Apesar da retomada do plantio, ele está atrasado em relação a anos anteriores, em consequência da falta de chuvas no mês passado. Conforme o levantamento do Deral, na média dos últimos três anos, o plantio já tinha acontecido em 33% da área estimada e este ano o plantio está em 26% da área prevista. A produção está estimada em 6,9 milhões de toneladas, que corresponde a um aumento de 5% sobre a produção em igual período do ano passado quando foram colhidas 6,6 milhões de toneladas.

FEIJÃO – O feijão da primeira safra é outra cultura que está com o plantio atrasado. Na média dos últimos três anos já tinha ocorrido em cerca de 35% da área prevista e este ano avançou sobre 18% apenas. A área plantada este ano, estimada em 216.579 hectares também é 13% inferior à safra em igual período do ano passado que atingiu 247.569 hectares.

Já a produção deve alcançar 381.691 toneladas, um aumento de 9% sobre a produção do ano passado que totalizou 350.248 toneladas. “O aumento de produção está sendo previsto em função da expectativa de aumento de produtividade das lavouras”, disse o engenheiro agrônomo Carlos Alberto Salvador.

Os preços do feijão também devem se manter sustentados no mercado diante do quadro de escassez de oferta do grão no mercado interno. “O plantio também caiu em outras regiões produtoras e a previsão é de redução de 18% na área plantada e de 22% na produção brasileira de feijão”, explicou Salvador.

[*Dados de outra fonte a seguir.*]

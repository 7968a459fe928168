//! Application state.

use std::sync::Arc;

use thiserror::Error;

use rdbg_ml_client::{AnalysisService, GeminiClient, MlError, ReportModel};
use rdbg_storage::{StorageError, UploadStore};

use crate::config::ApiConfig;

/// Errors raised while building the application state at startup.
#[derive(Debug, Error)]
pub enum StartupError {
    #[error("Failed to open upload store: {0}")]
    Storage(#[from] StorageError),

    #[error("Failed to create Gemini client: {0}")]
    Model(#[from] MlError),
}

/// Shared application state.
#[derive(Clone)]
pub struct AppState {
    pub config: ApiConfig,
    pub uploads: UploadStore,
    pub analysis: AnalysisService,
}

impl AppState {
    /// Create application state backed by the Gemini client.
    pub async fn new(config: ApiConfig) -> Result<Self, StartupError> {
        let uploads = UploadStore::open(config.upload_dir.clone()).await?;
        let gemini = GeminiClient::from_env()?;
        if !gemini.is_configured() {
            tracing::warn!("GEMINI_API_KEY is not set; analysis requests will fail until it is");
        }

        Ok(Self::with_components(config, uploads, Arc::new(gemini)))
    }

    /// Assemble state from already-built parts.
    pub fn with_components(
        config: ApiConfig,
        uploads: UploadStore,
        model: Arc<dyn ReportModel>,
    ) -> Self {
        Self {
            config,
            uploads,
            analysis: AnalysisService::new(model),
        }
    }
}
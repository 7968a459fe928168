//! Request handlers.

pub mod analysis;
pub mod health;
pub mod upload;

pub use analysis::*;
pub use health::*;
pub use upload::*;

TRIGO – Este ano, o Paraná plantou a menor área com trigo dos últimos 10 anos, 761.249 hectares onde se espera colher 2,13 milhões de toneladas. “O clima contribuiu com o desempenho da safra e a colheita está revelando uma produção de ótima qualidade em praticamente todo o Estado”, disse o diretor do Deral Francisco Simioni.

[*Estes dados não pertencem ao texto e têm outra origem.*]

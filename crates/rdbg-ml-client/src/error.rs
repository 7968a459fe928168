//! Model client error types.

use rdbg_models::SchemaViolation;
use thiserror::Error;

pub type MlResult<T> = Result<T, MlError>;

/// Characters of raw model output kept in a malformed-response error.
pub const PREVIEW_CHARS: usize = 500;

#[derive(Debug, Error)]
pub enum MlError {
    #[error("Configuration error: {0}")]
    Config(String),

    #[error("Gemini API request failed: {0}")]
    Network(#[from] reqwest::Error),

    #[error("Gemini API returned {status}: {body}")]
    Upstream { status: u16, body: String },

    #[error("No content in Gemini response: {0}")]
    EmptyResponse(String),

    #[error("Failed to parse Gemini response as JSON: {reason}. Response: {preview}")]
    MalformedResponse { reason: String, preview: String },

    #[error("Report does not match schema: {0}")]
    SchemaMismatch(#[from] SchemaViolation),

    #[error("Validation failed ({original}) and repair failed: {repair}")]
    RepairFailed {
        original: SchemaViolation,
        repair: Box<MlError>,
    },
}

impl MlError {
    pub fn config(msg: impl Into<String>) -> Self {
        Self::Config(msg.into())
    }

    /// Build a malformed-response error from the raw model text.
    pub fn malformed(reason: impl Into<String>, raw_text: &str) -> Self {
        Self::MalformedResponse {
            reason: reason.into(),
            preview: raw_text.chars().take(PREVIEW_CHARS).collect(),
        }
    }

    /// Whether the model produced output that failed the report schema.
    pub fn is_schema_mismatch(&self) -> bool {
        matches!(self, MlError::SchemaMismatch(_))
    }
}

Após cinco anos de safras difíceis, esse é o primeiro ano que o produtor está satisfeito com a comercialização do grão. O trigo está sendo vendido entre R$ 34,00 a R$ 35,00 a saca, que remunera em cerca de 30% sobre o custo variável da cultura, ou seja, sobre o desembolso feito pelo produtor em sementes, insumos e combustíveis para o maquinário.

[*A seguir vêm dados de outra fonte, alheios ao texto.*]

// experiment/types.rs
// Archetype kinds, input fields, and the records produced per evaluation

use serde::{Deserialize, Serialize};
use std::collections::HashMap;
use std::fmt;
use std::str::FromStr;

/// Payload-free discriminant of `ExperimentKind`, used for listing and filtering.
#[derive(Clone, Copy, Debug, PartialEq, Eq, Hash, Serialize, Deserialize)]
#[serde(rename_all = "snake_case")]
pub enum KindTag {
    Galvanic,
    Electrolysis,
    IonicBridge,
}

impl KindTag {
    pub const ALL: [KindTag; 3] = [KindTag::Galvanic, KindTag::Electrolysis, KindTag::IonicBridge];

    pub fn as_str(&self) -> &'static str {
        match self {
            KindTag::Galvanic => "galvanic",
            KindTag::Electrolysis => "electrolysis",
            KindTag::IonicBridge => "ionic_bridge",
        }
    }
}

impl fmt::Display for KindTag {
    fn fmt(&self, f: &mut fmt::Formatter<'_>) -> fmt::Result {
        f.pad(self.as_str())
    }
}

impl FromStr for KindTag {
    type Err = String;

    fn from_str(s: &str) -> Result<Self, Self::Err> {
        match s {
            "galvanic" => Ok(KindTag::Galvanic),
            "electrolysis" => Ok(KindTag::Electrolysis),
            "ionic_bridge" | "bridge" => Ok(KindTag::IonicBridge),
            _ => Err(format!("Unknown experiment kind: {}", s)),
        }
    }
}

/// Experiment archetype with its kind-specific constants.
#[derive(Clone, Copy, Debug, PartialEq, Serialize, Deserialize)]
#[serde(tag = "kind", rename_all = "snake_case")]
pub enum ExperimentKind {
    /// Two half-cells; potentials in V vs SHE.
    Galvanic {
        anode_potential: f64,
        cathode_potential: f64,
        electron_count: u32,
    },
    /// Driven cell; minimum decomposition voltage in V.
    Electrolysis { required_voltage: f64 },
    /// Salt bridge with a dimensionless resistance scaling.
    IonicBridge { resistance_factor: f64 },
}

impl ExperimentKind {
    pub fn tag(&self) -> KindTag {
        match self {
            ExperimentKind::Galvanic { .. } => KindTag::Galvanic,
            ExperimentKind::Electrolysis { .. } => KindTag::Electrolysis,
            ExperimentKind::IonicBridge { .. } => KindTag::IonicBridge,
        }
    }

    /// Exactly the fields the kind's formula reads, in input-form order.
    pub fn required_input_fields(&self) -> &'static [InputField] {
        use InputField::*;
        match self {
            ExperimentKind::Galvanic { .. } => &[AnodeConcentration, CathodeConcentration],
            ExperimentKind::Electrolysis { .. } => &[AppliedVoltage, ElapsedTime],
            ExperimentKind::IonicBridge { .. } => &[IonConcentration, Conductivity, Distance],
        }
    }

    pub fn default_axis_label(&self) -> &'static str {
        match self {
            ExperimentKind::Galvanic { .. } => "Concentration (M)",
            ExperimentKind::Electrolysis { .. } => "Time (s)",
            ExperimentKind::IonicBridge { .. } => "Distance (cm)",
        }
    }
}

#[derive(Clone, Debug, PartialEq, Serialize, Deserialize)]
pub struct ExperimentArchetype {
    pub id: String,
    pub name: String,
    #[serde(flatten)]
    pub kind: ExperimentKind,
    /// Overrides the kind's default x-axis label when set.
    #[serde(default, skip_serializing_if = "Option::is_none")]
    pub axis_label: Option<String>,
}

impl ExperimentArchetype {
    pub fn new(id: impl Into<String>, name: impl Into<String>, kind: ExperimentKind) -> Self {
        Self {
            id: id.into(),
            name: name.into(),
            kind,
            axis_label: None,
        }
    }

    pub fn required_input_fields(&self) -> &'static [InputField] {
        self.kind.required_input_fields()
    }

    pub fn independent_axis_label(&self) -> &str {
        self.axis_label
            .as_deref()
            .unwrap_or_else(|| self.kind.default_axis_label())
    }
}

/// Every numeric field any archetype can read.
#[derive(Clone, Copy, Debug, PartialEq, Eq, Hash, PartialOrd, Ord, Serialize, Deserialize)]
#[serde(rename_all = "camelCase")]
pub enum InputField {
    AnodeConcentration,
    CathodeConcentration,
    AppliedVoltage,
    ElapsedTime,
    IonConcentration,
    Conductivity,
    Distance,
}

impl InputField {
    pub const ALL: [InputField; 7] = [
        InputField::AnodeConcentration,
        InputField::CathodeConcentration,
        InputField::AppliedVoltage,
        InputField::ElapsedTime,
        InputField::IonConcentration,
        InputField::Conductivity,
        InputField::Distance,
    ];

    /// Wire name used by string-keyed input maps.
    pub fn name(&self) -> &'static str {
        match self {
            InputField::AnodeConcentration => "anodeConcentration",
            InputField::CathodeConcentration => "cathodeConcentration",
            InputField::AppliedVoltage => "appliedVoltage",
            InputField::ElapsedTime => "elapsedTime",
            InputField::IonConcentration => "ionConcentration",
            InputField::Conductivity => "conductivity",
            InputField::Distance => "distance",
        }
    }

    pub fn label(&self) -> &'static str {
        match self {
            InputField::AnodeConcentration => "Anode concentration",
            InputField::CathodeConcentration => "Cathode concentration",
            InputField::AppliedVoltage => "Applied voltage",
            InputField::ElapsedTime => "Time",
            InputField::IonConcentration => "Ion concentration",
            InputField::Conductivity => "Conductivity",
            InputField::Distance => "Distance",
        }
    }

    pub fn unit(&self) -> &'static str {
        match self {
            InputField::AnodeConcentration
            | InputField::CathodeConcentration
            | InputField::IonConcentration => "M",
            InputField::AppliedVoltage => "V",
            InputField::ElapsedTime => "s",
            InputField::Conductivity => "S/m",
            InputField::Distance => "cm",
        }
    }

    /// Starting value shown in an input form.
    pub fn default_value(&self) -> f64 {
        match self {
            InputField::AnodeConcentration => 0.01,
            InputField::CathodeConcentration => 1.0,
            InputField::AppliedVoltage => 2.0,
            InputField::ElapsedTime => 10.0,
            InputField::IonConcentration => 1.0,
            InputField::Conductivity => 1.0,
            InputField::Distance => 5.0,
        }
    }
}

impl fmt::Display for InputField {
    fn fmt(&self, f: &mut fmt::Formatter<'_>) -> fmt::Result {
        write!(f, "{} ({})", self.label(), self.unit())
    }
}

impl FromStr for InputField {
    type Err = String;

    fn from_str(s: &str) -> Result<Self, Self::Err> {
        InputField::ALL
            .iter()
            .copied()
            .find(|field| field.name() == s)
            .ok_or_else(|| format!("Unknown input field: {}", s))
    }
}

/// Numeric operating conditions keyed by field. Supplied fresh per evaluation.
#[derive(Clone, Debug, Default, PartialEq, Serialize, Deserialize)]
pub struct InputSet {
    values: HashMap<InputField, f64>,
}

impl InputSet {
    pub fn new() -> Self {
        Self::default()
    }

    /// Every field at its form default.
    pub fn defaults() -> Self {
        InputField::ALL
            .iter()
            .fold(Self::new(), |set, &field| set.with(field, field.default_value()))
    }

    /// Build from string-keyed pairs. Names that are not input fields are ignored.
    pub fn from_pairs<I, K>(pairs: I) -> Self
    where
        I: IntoIterator<Item = (K, f64)>,
        K: AsRef<str>,
    {
        let mut set = Self::new();
        for (key, value) in pairs {
            if let Ok(field) = key.as_ref().parse::<InputField>() {
                set.set(field, value);
            }
        }
        set
    }

    pub fn with(mut self, field: InputField, value: f64) -> Self {
        self.set(field, value);
        self
    }

    pub fn set(&mut self, field: InputField, value: f64) {
        self.values.insert(field, value);
    }

    pub fn get(&self, field: InputField) -> Option<f64> {
        self.values.get(&field).copied()
    }

    pub fn contains(&self, field: InputField) -> bool {
        self.values.contains_key(&field)
    }

    pub fn len(&self) -> usize {
        self.values.len()
    }

    pub fn is_empty(&self) -> bool {
        self.values.is_empty()
    }
}

/// Kind-specific constants joined with the inputs that passed validation.
/// Produced by `validate`; the formula and the sampler only accept this.
#[derive(Clone, Copy, Debug, PartialEq)]
pub enum ValidatedConditions {
    Galvanic {
        anode_potential: f64,
        cathode_potential: f64,
        electron_count: u32,
        anode_concentration: f64,
        cathode_concentration: f64,
    },
    Electrolysis {
        required_voltage: f64,
        applied_voltage: f64,
        elapsed_time: f64,
    },
    IonicBridge {
        resistance_factor: f64,
        ion_concentration: f64,
        conductivity: f64,
        distance: f64,
    },
}

/// Derived scalars of one evaluation.
#[derive(Clone, Copy, Debug, PartialEq, Serialize, Deserialize)]
pub struct ScalarResult {
    /// V
    pub standard_potential: f64,
    /// V
    pub actual_potential: f64,
    /// kJ; absent for kinds without a defined electron exchange.
    #[serde(default, skip_serializing_if = "Option::is_none")]
    pub gibbs_free_energy: Option<f64>,
}

#[derive(Clone, Copy, Debug, PartialEq, Serialize, Deserialize)]
pub struct CurvePoint {
    pub x: f64,
    pub y: f64,
}

/// Potential sampled against one independent variable.
#[derive(Clone, Debug, PartialEq, Serialize, Deserialize)]
pub struct Curve {
    pub axis_label: String,
    pub points: Vec<CurvePoint>,
}

impl Curve {
    pub fn len(&self) -> usize {
        self.points.len()
    }

    pub fn is_empty(&self) -> bool {
        self.points.is_empty()
    }

    pub fn first(&self) -> Option<&CurvePoint> {
        self.points.first()
    }

    pub fn last(&self) -> Option<&CurvePoint> {
        self.points.last()
    }
}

Simioni explica que os bons resultados com a produção e a reação dos preços no mercado, vieram numa boa hora, pois os produtores de trigo estão muito desestimulados face às sucessivas dificuldades de clima e mercado. “Esse bom momento de produção e preços para o trigo, não recupera a rentabilidade perdida nos anos anteriores, mas certamente motiva os produtores a continuarem a produzir o cereal, que é fundamental na composição dos custos da propriedade e no sistema de rotação de culturas”, explicou.

A produção de trigo e as demais culturas de inverno plantadas no Paraná como aveia, canola, centeio, cevada e triticale devem render 2.781.727 toneladas. As lavouras de inverno também estão com bom desempenho e a previsão é de qualidade dos grãos em fase de colheita.